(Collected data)
________________________
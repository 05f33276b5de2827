//! One-dimensional piecewise-linear interpolation.
//!
//! Queries outside `[xp[0], xp[last]]` are clamped to the boundary values
//! (flat extrapolation). A `NaN` query yields `NaN`.

/// Interpolate `fp` (sampled at strictly increasing `xp`) at `x`.
///
/// Returns `NaN` when the inputs are empty or have mismatched lengths.
pub fn interp(x: f64, xp: &[f64], fp: &[f64]) -> f64 {
    if x.is_nan() || xp.is_empty() || xp.len() != fp.len() {
        return f64::NAN;
    }

    let last = xp.len() - 1;
    if x <= xp[0] {
        return fp[0];
    }
    if x >= xp[last] {
        return fp[last];
    }

    // xp[0] < x < xp[last], so 1 <= i <= last.
    let i = xp.partition_point(|&v| v <= x);
    let (x0, x1) = (xp[i - 1], xp[i]);
    let (y0, y1) = (fp[i - 1], fp[i]);
    y0 + (x - x0) * (y1 - y0) / (x1 - x0)
}
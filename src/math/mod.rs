//! Numerical helpers: grids and piecewise-linear interpolation.

pub mod grid;
pub mod interp;

pub use grid::*;
pub use interp::*;
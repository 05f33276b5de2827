//! The DES Y3 BAO alpha likelihood.
//!
//! Responsibilities:
//!
//! - load the chi-squared profile once (`AlphaLikelihood::initialize`)
//! - declare the theory quantities it needs (`get_requirements`)
//! - map theory distances + sound horizon to a log-likelihood (`logp`)

pub mod evaluator;
pub mod theory;

pub use evaluator::*;
pub use theory::*;
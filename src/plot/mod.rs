//! Terminal plotting.

pub mod ascii;

pub use ascii::*;
//! Domain types used throughout the crate.
//!
//! This module defines:
//!
//! - configuration (`LikelihoodConfig`, `FiducialConstants`, `GridSpec`)
//! - the requirements declaration handed to the host (`Requirements`)
//! - per-call request/result types (`EvaluationRequest`, `Evaluation`)
//! - scan export records (`ScanPoint`, `ScanFile`)

pub mod types;

pub use types::*;
//! Command-line parsing for the DES Y3 BAO likelihood tool.
//!
//! The goal of this module is to keep **argument parsing** and **command dispatch**
//! separate from the likelihood code.

use std::path::PathBuf;

use clap::{Args, Parser, Subcommand};

/// Top-level CLI.
#[derive(Debug, Parser)]
#[command(name = "bao", version, about = "DES Y3 BAO alpha likelihood")]
pub struct Cli {
    /// Log evaluation details (same as RUST_LOG=debug).
    #[arg(short, long, global = true)]
    pub verbose: bool,

    #[command(subcommand)]
    pub command: Command,
}

/// CLI subcommands.
#[derive(Debug, Subcommand)]
pub enum Command {
    /// Summarize the chi2 profile and print the requirements declaration.
    Info(InfoArgs),
    /// Evaluate the log-likelihood for one theory point.
    Eval(EvalArgs),
    /// Evaluate the log-likelihood over a range of rdrag values.
    Scan(ScanArgs),
    /// Draw the chi2 profile, optionally marking a predicted alpha.
    Plot(PlotArgs),
}

/// Where the profile comes from and which chi2 column to use.
#[derive(Debug, Args, Clone, Default)]
pub struct ProfileArgs {
    /// Chi2 profile CSV (overrides DESY3BAO_DATA and the bundled default).
    #[arg(long, value_name = "CSV")]
    pub data: Option<PathBuf>,

    /// Column holding the chi2 method (column 0 is alpha).
    #[arg(long)]
    pub column: Option<usize>,
}

#[derive(Debug, Args)]
pub struct InfoArgs {
    #[command(flatten)]
    pub profile: ProfileArgs,

    /// Print the requirements declaration as JSON only.
    #[arg(long)]
    pub json: bool,
}

#[derive(Debug, Args)]
pub struct EvalArgs {
    #[command(flatten)]
    pub profile: ProfileArgs,

    /// Sound horizon at the drag epoch (Mpc).
    #[arg(long)]
    pub rdrag: f64,

    /// Predicted distance at the effective redshift (Mpc).
    #[arg(long, conflicts_with = "curve", required_unless_present = "curve")]
    pub dm: Option<f64>,

    /// CSV of `z,d_a` rows, resampled onto the redshift grid.
    #[arg(long, value_name = "CSV")]
    pub curve: Option<PathBuf>,

    /// Print the evaluation as JSON.
    #[arg(long)]
    pub json: bool,
}

#[derive(Debug, Args)]
pub struct ScanArgs {
    #[command(flatten)]
    pub profile: ProfileArgs,

    /// Predicted distance at the effective redshift (Mpc).
    #[arg(long)]
    pub dm: f64,

    /// Lower end of the rdrag range (Mpc).
    #[arg(long, default_value_t = 130.0)]
    pub rdrag_min: f64,

    /// Upper end of the rdrag range (Mpc).
    #[arg(long, default_value_t = 165.0)]
    pub rdrag_max: f64,

    /// Number of scan points.
    #[arg(long, default_value_t = 36)]
    pub steps: usize,

    /// Export the scan (`.json` for JSON, otherwise CSV).
    #[arg(long)]
    pub export: Option<PathBuf>,
}

#[derive(Debug, Args)]
pub struct PlotArgs {
    #[command(flatten)]
    pub profile: ProfileArgs,

    /// Sound horizon used for the marker (Mpc).
    #[arg(long, requires = "dm")]
    pub rdrag: Option<f64>,

    /// Predicted distance used for the marker (Mpc).
    #[arg(long, requires = "rdrag")]
    pub dm: Option<f64>,

    /// Plot width (columns).
    #[arg(long, default_value_t = 100)]
    pub width: usize,

    /// Plot height (rows).
    #[arg(long, default_value_t = 25)]
    pub height: usize,
}
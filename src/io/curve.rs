//! Read tabulated distance curves.
//!
//! A distance curve CSV has a header row and two named columns, `z` and
//! `d_a` (aliases `da`, `distance`), in Mpc. It stands in for a theory code
//! when evaluating the likelihood from the command line.

use std::fs::File;
use std::path::Path;

use serde::Deserialize;

use crate::error::AppError;
use crate::math::interp;

#[derive(Debug, Deserialize)]
struct CurveRow {
    z: f64,
    #[serde(alias = "da", alias = "distance")]
    d_a: f64,
}

/// Distances sampled at strictly increasing redshifts.
#[derive(Debug, Clone, PartialEq)]
pub struct DistanceCurve {
    z: Vec<f64>,
    distance: Vec<f64>,
}

impl DistanceCurve {
    pub fn new(z: Vec<f64>, distance: Vec<f64>) -> Result<Self, AppError> {
        if z.len() != distance.len() {
            return Err(AppError::new(2, "Distance curve: z and d_a lengths differ."));
        }
        if z.len() < 2 {
            return Err(AppError::new(2, "Distance curve needs at least 2 points."));
        }
        if z.windows(2).any(|w| !(w[1] > w[0])) {
            return Err(AppError::new(2, "Distance curve: z must be strictly increasing."));
        }
        Ok(Self { z, distance })
    }

    /// Flat curve: the same distance at every redshift.
    pub fn constant(distance: f64, z_min: f64, z_max: f64) -> Self {
        Self {
            z: vec![z_min, z_max],
            distance: vec![distance, distance],
        }
    }

    /// Distances at `redshifts`, linear between samples and clamped outside.
    pub fn resample(&self, redshifts: &[f64]) -> Vec<f64> {
        redshifts
            .iter()
            .map(|&z| interp(z, &self.z, &self.distance))
            .collect()
    }

    pub fn len(&self) -> usize {
        self.z.len()
    }

    pub fn is_empty(&self) -> bool {
        self.z.is_empty()
    }
}

/// Read a distance curve CSV.
pub fn read_distance_curve(path: &Path) -> Result<DistanceCurve, AppError> {
    let file = File::open(path).map_err(|e| {
        AppError::new(2, format!("Failed to open distance curve '{}': {e}", path.display()))
    })?;

    let mut reader = csv::ReaderBuilder::new()
        .trim(csv::Trim::All)
        .from_reader(file);

    let mut z = Vec::new();
    let mut distance = Vec::new();
    for (idx, result) in reader.deserialize::<CurveRow>().enumerate() {
        let row = result.map_err(|e| {
            AppError::new(2, format!("Invalid distance curve row at line {}: {e}", idx + 2))
        })?;
        z.push(row.z);
        distance.push(row.d_a);
    }

    DistanceCurve::new(z, distance)
}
________________________
*Exercise description*.
Which lines of the records above contain the word "range"? Show each of them.

*Your solution*.
    /// Evaluate the log-likelihood over a range of rdrag values.
    /// Lower end of the rdrag range (Mpc).
    /// Upper end of the rdrag range (Mpc).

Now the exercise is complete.